Photo Credit: Purdue University, U.S. Air Force Research Laboratory and Carnegie Mellon University
Traditionally, imaging sensors and software are designed to detect and measure a particular property such as temperature. A new approach developed by researchers at Purdue University, West LaFayette, Ind., does the inverse, collecting huge quantities of data and later culling specific details from the pool of information using specialized models and algorithms.
The Purdue researchers say the methodology — called model-based iterative reconstruction — already is improving the performance of technologies ranging from medical CT scanners to digital cameras.
"It's more-or-less how humans solve problems by trial and error, assessing probability and discarding extraneous information," says Charles Bouman, Purdue University's Michael and Katherine Birck Professor of Electrical and Computer Engineering and a professor of biomedical engineering.
MBIR already has been used in a new CT scanning technology that exposes patients to one-fourth the radiation of conventional CT scanners. Purdue, the University of Notre Dame and GE Healthcare used MBIR to create Veo, a CT scanning technology that enables physicians to diagnose patients with high-clarity images at previously unattainable low radiation dose levels. The technology has been shown to reduce radiation exposure by 78 percent.

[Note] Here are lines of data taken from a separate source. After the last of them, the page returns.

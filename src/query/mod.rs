//! Case-insensitive substring filtering over music video records.

mod attribute;
mod filter;

pub use attribute::{QueryAttribute, UnknownAttribute};
pub use filter::{filter, matches};
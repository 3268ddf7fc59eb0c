//! The JSON envelope returned by the spots API, and the error type that
//! renders into it.

use axum::{
    http::StatusCode,
    response::{IntoResponse, Response},
    Json,
};
use serde::Serialize;
use tracing::warn;

use crate::catalog::CatalogError;

#[derive(Serialize)]
pub struct Envelope<T: Serialize> {
    pub status: &'static str,
    pub message: String,
    pub response: Option<T>,
}

fn status_label(status: StatusCode) -> &'static str {
    match status {
        StatusCode::OK => "OK",
        StatusCode::CREATED => "Created",
        StatusCode::NOT_FOUND => "Not Found",
        StatusCode::BAD_REQUEST => "Bad Request",
        StatusCode::CONFLICT => "Conflict",
        StatusCode::UNAUTHORIZED => "Unauthorized",
        StatusCode::FORBIDDEN => "Forbidden",
        StatusCode::SERVICE_UNAVAILABLE => "Service Unavailable",
        _ => "Error",
    }
}

pub fn envelope<T: Serialize>(
    status: StatusCode,
    message: impl Into<String>,
    response: Option<T>,
) -> Response {
    let body = Envelope {
        status: status_label(status),
        message: message.into(),
        response,
    };
    (status, Json(body)).into_response()
}

pub fn ok<T: Serialize>(message: impl Into<String>, response: T) -> Response {
    envelope(StatusCode::OK, message, Some(response))
}

pub fn created<T: Serialize>(message: impl Into<String>, response: T) -> Response {
    envelope(StatusCode::CREATED, message, Some(response))
}

#[derive(Debug, thiserror::Error)]
pub enum ApiError {
    #[error("{0}")]
    NotFound(String),
    #[error("{0}")]
    BadRequest(String),
    #[error("{0}")]
    Conflict(String),
    #[error("Login required")]
    Unauthorized,
    #[error("{0}")]
    Forbidden(String),
    #[error("Storage is currently unavailable")]
    StorageUnavailable,
}

impl ApiError {
    fn status(&self) -> StatusCode {
        match self {
            ApiError::NotFound(_) => StatusCode::NOT_FOUND,
            ApiError::BadRequest(_) => StatusCode::BAD_REQUEST,
            ApiError::Conflict(_) => StatusCode::CONFLICT,
            ApiError::Unauthorized => StatusCode::UNAUTHORIZED,
            ApiError::Forbidden(_) => StatusCode::FORBIDDEN,
            ApiError::StorageUnavailable => StatusCode::SERVICE_UNAVAILABLE,
        }
    }
}

impl From<CatalogError> for ApiError {
    fn from(err: CatalogError) -> Self {
        match err {
            CatalogError::NotFound(_) => ApiError::NotFound(err.to_string()),
            CatalogError::Validation(e) => ApiError::BadRequest(e.to_string()),
            CatalogError::InvalidQuery(e) => ApiError::BadRequest(e.to_string()),
            CatalogError::Conflict(_) => ApiError::Conflict(err.to_string()),
            // already logged by the catalog
            CatalogError::Storage(_) => ApiError::StorageUnavailable,
        }
    }
}

impl IntoResponse for ApiError {
    fn into_response(self) -> Response {
        let status = self.status();
        if status != StatusCode::SERVICE_UNAVAILABLE {
            warn!("Request rejected with {}: {}", status, self);
        }
        envelope::<()>(status, self.to_string(), None)
    }
}

pub type ApiResult = Result<Response, ApiError>;
use anyhow::{Context, Result};
use std::{sync::Arc, time::Duration};

use tracing::{error, info};

use crate::catalog::Catalog;
use crate::config::OidcConfig;
use crate::oidc::{OidcClient, SessionStore};
use tower_http::services::ServeDir;

use axum::{
    extract::State,
    http::header,
    middleware,
    response::{IntoResponse, Response},
    routing::get,
    Json, Router,
};
use serde::Serialize;

use super::api_error::ApiError;
use super::auth_routes::make_auth_routes;
use super::data_routes::make_data_routes;
use super::session::AuthenticatedUser;
use super::spots_routes::make_spots_routes;
use super::{log_requests, state::*, ServerConfig};

const BUNDLED_API_DOCS: &str = include_str!("../../assets/openapi.json");

#[derive(Serialize)]
struct ServerStats {
    pub uptime: String,
    pub version: &'static str,
    pub backend: &'static str,
    pub spots_count: Option<usize>,
    pub require_login: bool,
    pub logged_in_as: Option<String>,
}

fn format_uptime(duration: Duration) -> String {
    let total_seconds = duration.as_secs();

    let days = total_seconds / 86_400;
    let hours = (total_seconds % 86_400) / 3600;
    let minutes = (total_seconds % 3600) / 60;
    let seconds = total_seconds % 60;

    format!("{}d {:02}:{:02}:{:02}", days, hours, minutes, seconds)
}

async fn home(user: Option<AuthenticatedUser>, State(state): State<ServerState>) -> impl IntoResponse {
    let stats = ServerStats {
        uptime: format_uptime(state.start_time.elapsed()),
        version: env!("CARGO_PKG_VERSION"),
        backend: state.catalog.backend_name(),
        // stats stay up even when storage is not
        spots_count: state.catalog.count().ok(),
        require_login: state.config.require_login,
        logged_in_as: user
            .and_then(|u| u.identity)
            .map(|identity| identity.preferred_username.unwrap_or(identity.subject)),
    };
    Json(stats)
}

async fn api_docs(State(config): State<ServerConfig>) -> Result<Response, ApiError> {
    let body = match &config.api_docs_path {
        Some(path) => tokio::fs::read_to_string(path).await.map_err(|e| {
            error!("Failed to read API docs {:?}: {}", path, e);
            ApiError::NotFound("API description is not available".to_string())
        })?,
        None => BUNDLED_API_DOCS.to_string(),
    };
    Ok(([(header::CONTENT_TYPE, "application/json")], body).into_response())
}

pub async fn make_app(
    config: ServerConfig,
    catalog: Arc<Catalog>,
    session_store: Arc<SessionStore>,
    oidc_config: Option<OidcConfig>,
) -> Result<Router> {
    let oidc_client = match oidc_config {
        Some(oidc_config) => Some(Arc::new(OidcClient::new(oidc_config).await?)),
        None => None,
    };
    let state = ServerState::new(config.clone(), catalog, session_store, oidc_client);

    let home_router: Router = match &config.frontend_dir_path {
        Some(frontend_path) => {
            let static_files_service =
                ServeDir::new(frontend_path).append_index_html_on_directories(true);
            Router::new().fallback_service(static_files_service)
        }
        None => Router::new()
            .route("/", get(home))
            .with_state(state.clone()),
    };

    let docs_routes: Router = Router::new()
        .route("/docs", get(api_docs))
        .with_state(state.clone());

    let app: Router = home_router
        .nest("/api/v1/spots", make_spots_routes(state.clone()))
        .nest("/api", make_data_routes(state.clone()).merge(docs_routes))
        .nest("/auth", make_auth_routes(state.clone()))
        .layer(middleware::from_fn_with_state(state.clone(), log_requests));

    Ok(app)
}

pub async fn run_server(
    config: ServerConfig,
    catalog: Arc<Catalog>,
    oidc_config: Option<OidcConfig>,
) -> Result<()> {
    let address = format!("{}:{}", config.bind_address, config.port);
    let app = make_app(config, catalog, Arc::new(SessionStore::new()), oidc_config).await?;

    let listener = tokio::net::TcpListener::bind(&address)
        .await
        .with_context(|| format!("Failed to bind {}", address))?;
    info!("Listening on {}", address);

    Ok(axum::serve(listener, app).await?)
}
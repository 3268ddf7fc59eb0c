mod api_error;
mod auth_routes;
pub mod config;
mod data_routes;
mod http_layers;
pub mod server;
mod session;
mod spots_routes;
pub mod state;

pub use api_error::{ApiError, Envelope};
pub use config::ServerConfig;
pub use http_layers::*;
pub use server::{make_app, run_server};
pub use session::{AuthenticatedUser, COOKIE_SESSION_TOKEN_KEY, HEADER_SESSION_TOKEN_KEY};
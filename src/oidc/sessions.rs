use rand::distr::Alphanumeric;
use rand::Rng;
use serde::Serialize;
use std::collections::HashMap;
use tokio::sync::RwLock;

const SESSION_TOKEN_LENGTH: usize = 64;

/// Who the identity provider says the caller is.
#[derive(Debug, Clone, PartialEq, Eq, Serialize)]
pub struct IdentityClaim {
    pub subject: String,
    pub email: Option<String>,
    pub preferred_username: Option<String>,
}

#[derive(Debug, Clone, PartialEq, Eq, Hash)]
pub struct SessionToken(pub String);

impl SessionToken {
    /// A random A-z0-9 string
    pub fn generate() -> SessionToken {
        let rng = rand::rng();
        let random_string: String = rng
            .sample_iter(&Alphanumeric)
            .take(SESSION_TOKEN_LENGTH)
            .map(char::from)
            .collect();
        SessionToken(random_string)
    }
}

/// Opaque session tokens issued after a successful login. In memory only,
/// so sessions do not survive a restart.
#[derive(Default)]
pub struct SessionStore {
    sessions: RwLock<HashMap<String, IdentityClaim>>,
}

impl SessionStore {
    pub fn new() -> Self {
        Self::default()
    }

    pub async fn open(&self, identity: IdentityClaim) -> SessionToken {
        let token = SessionToken::generate();
        self.insert(token.clone(), identity).await;
        token
    }

    pub async fn insert(&self, token: SessionToken, identity: IdentityClaim) {
        self.sessions.write().await.insert(token.0, identity);
    }

    pub async fn get(&self, token: &str) -> Option<IdentityClaim> {
        self.sessions.read().await.get(token).cloned()
    }

    pub async fn close(&self, token: &str) -> Option<IdentityClaim> {
        self.sessions.write().await.remove(token)
    }
}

In consumer electronics, a new camera has been introduced that allows the user to focus the picture after it has been taken.
"These innovations are the result of 20 years of research globally to develop iterative reconstruction," Bouman says. "We are just scratching the surface. As the research community builds more accurate models, we can extract more information to get better results."
In the electron microscope research, MBIR was used to take images of tiny beads called aluminum nanoparticles.
"We are getting reconstruction quality that's dramatically better than was possible before, and we think we can improve it even further," Bouman says.
Improved resolution could help researchers design the next generation of nanocomposites for applications such as fuel cells and transparent coatings.
The research was authored by Purdue doctoral student Singanallur Venkatakrishnan; U.S. Air Force Research Laboratory researchers Lawrence Drummy and Jeff Simmons; Michael Jackson, a researcher from BlueQuartz Software; Carnegie Mellon University researcher Marc De Graef; and Bouman. A tutorial article also appeared in January in the journal Current Radiological Reports.
Future research includes work to use iterative reconstruction to study materials. Purdue is part of a new Multi-University Research Initiative funded by the U.S. Air Force and led by De Graef. Researchers will use the method to study the structure of materials, work that could lead to development of next-generation materials.